Segment Start: Data supplied

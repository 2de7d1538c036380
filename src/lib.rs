pub mod cli;
pub mod error;
pub mod models;
pub mod processors;
pub mod readers;
pub mod settings;
pub mod utils;
pub mod writers;

pub use error::{ProcessingError, Result};
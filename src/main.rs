use clap::Parser;
use meteorite_sorter::cli::{run, Cli};
use meteorite_sorter::error::Result;

#[tokio::main]
async fn main() -> Result<()> {
    let cli = Cli::parse();
    run(cli).await
}
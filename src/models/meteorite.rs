use serde::{Deserialize, Deserializer};

use crate::error::{ProcessingError, Result};
use crate::utils::constants::UNKNOWN_MASS_LABEL;
use crate::utils::coordinates::parse_decimal_coordinate;

/// One landing record as published by the dataset endpoint.
///
/// Only the fields the loader stores are kept. Values are held as text
/// exactly as received so they can be written back verbatim.
#[derive(Debug, Clone, PartialEq, Deserialize)]
pub struct MeteoriteRecord {
    pub name: String,

    #[serde(default, deserialize_with = "text_or_number")]
    pub mass: Option<String>,

    #[serde(default, deserialize_with = "text_or_number")]
    pub reclat: Option<String>,

    #[serde(default, deserialize_with = "text_or_number")]
    pub reclong: Option<String>,
}

impl MeteoriteRecord {
    pub fn new(name: impl Into<String>) -> Self {
        Self {
            name: name.into(),
            mass: None,
            reclat: None,
            reclong: None,
        }
    }

    pub fn with_mass(mut self, mass: impl Into<String>) -> Self {
        self.mass = Some(mass.into());
        self
    }

    pub fn with_coordinates(
        mut self,
        reclat: impl Into<String>,
        reclong: impl Into<String>,
    ) -> Self {
        self.reclat = Some(reclat.into());
        self.reclong = Some(reclong.into());
        self
    }

    /// Raw `(reclat, reclong)` text, or `None` if either is absent.
    pub fn coordinates(&self) -> Option<(&str, &str)> {
        match (&self.reclat, &self.reclong) {
            (Some(lat), Some(lon)) => Some((lat.as_str(), lon.as_str())),
            _ => None,
        }
    }

    /// Parse the coordinates into decimal degrees.
    ///
    /// Returns `Ok(None)` when a coordinate is missing and an error when one
    /// is present but not numeric. Non-finite values parse successfully.
    pub fn parsed_coordinates(&self) -> Result<Option<(f64, f64)>> {
        let Some((lat, lon)) = self.coordinates() else {
            return Ok(None);
        };

        let latitude = parse_decimal_coordinate(lat).ok_or_else(|| self.invalid("reclat", lat))?;
        let longitude =
            parse_decimal_coordinate(lon).ok_or_else(|| self.invalid("reclong", lon))?;

        Ok(Some((latitude, longitude)))
    }

    /// Build the row stored for this record once its coordinates are known.
    pub fn to_row(&self) -> Option<RegionRow> {
        let (reclat, reclong) = self.coordinates()?;
        Some(RegionRow {
            name: self.name.clone(),
            mass: self.mass.clone(),
            reclat: reclat.to_string(),
            reclong: reclong.to_string(),
        })
    }

    fn invalid(&self, field: &'static str, value: &str) -> ProcessingError {
        ProcessingError::InvalidCoordinate {
            name: self.name.clone(),
            field,
            value: value.to_string(),
        }
    }
}

/// A persisted `(name, mass, reclat, reclong)` tuple.
///
/// `mass` is `None` when the source record carried no mass; it is stored
/// as SQL `NULL`.
#[derive(Debug, Clone, PartialEq, Eq)]
pub struct RegionRow {
    pub name: String,
    pub mass: Option<String>,
    pub reclat: String,
    pub reclong: String,
}

impl RegionRow {
    pub fn mass_or_unknown(&self) -> &str {
        self.mass.as_deref().unwrap_or(UNKNOWN_MASS_LABEL)
    }
}

/// Accept a JSON string or number, keeping its text form.
fn text_or_number<'de, D>(deserializer: D) -> std::result::Result<Option<String>, D::Error>
where
    D: Deserializer<'de>,
{
    #[derive(Deserialize)]
    #[serde(untagged)]
    enum TextOrNumber {
        Text(String),
        Number(serde_json::Number),
    }

    Ok(
        Option::<TextOrNumber>::deserialize(deserializer)?.map(|value| match value {
            TextOrNumber::Text(text) => text,
            TextOrNumber::Number(number) => number.to_string(),
        }),
    )
}
/// Parse a decimal-degree coordinate as published by the dataset.
///
/// Returns `None` for text that is not a number. `nan`, `inf` and values
/// that overflow to infinity are accepted; they fall inside no region box.
///
/// # Examples
/// ```
/// use meteorite_sorter::utils::parse_decimal_coordinate;
///
/// let lat = parse_decimal_coordinate(" 50.775000 ").unwrap();
/// assert!((lat - 50.775).abs() < 0.000001);
/// assert!(parse_decimal_coordinate("50:46:30").is_none());
/// assert!(parse_decimal_coordinate("nan").unwrap().is_nan());
/// ```
pub fn parse_decimal_coordinate(coord_str: &str) -> Option<f64> {
    coord_str.trim().parse::<f64>().ok()
}

#[cfg(test)]
mod tests {
    use super::*;

    #[test]
    fn test_parse_decimal_coordinate() {
        assert!((parse_decimal_coordinate("51.5074").unwrap() - 51.5074).abs() < 0.000001);
        assert!((parse_decimal_coordinate(" -0.1278 ").unwrap() - -0.1278).abs() < 0.000001);
        assert_eq!(parse_decimal_coordinate("0.000000"), Some(0.0));
        assert_eq!(parse_decimal_coordinate("-33"), Some(-33.0));
    }

    #[test]
    fn test_invalid_coordinates() {
        assert!(parse_decimal_coordinate("").is_none());
        assert!(parse_decimal_coordinate("north").is_none());
        assert!(parse_decimal_coordinate("50:30:15").is_none());
    }

    #[test]
    fn test_non_finite_values_parse() {
        assert!(parse_decimal_coordinate("NaN").unwrap().is_nan());
        assert_eq!(parse_decimal_coordinate("inf"), Some(f64::INFINITY));
        assert_eq!(parse_decimal_coordinate("-infinity"), Some(f64::NEG_INFINITY));
        assert_eq!(parse_decimal_coordinate("1e400"), Some(f64::INFINITY));
    }
}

Segment End: Data supplied

— Task brief —
Go through the entries and filter for lines holding the word "that"; copy each match.

— Reply —
/// Returns `None` for text that is not a number. `nan`, `inf` and values
/// that overflow to infinity are accepted; they fall inside no region box.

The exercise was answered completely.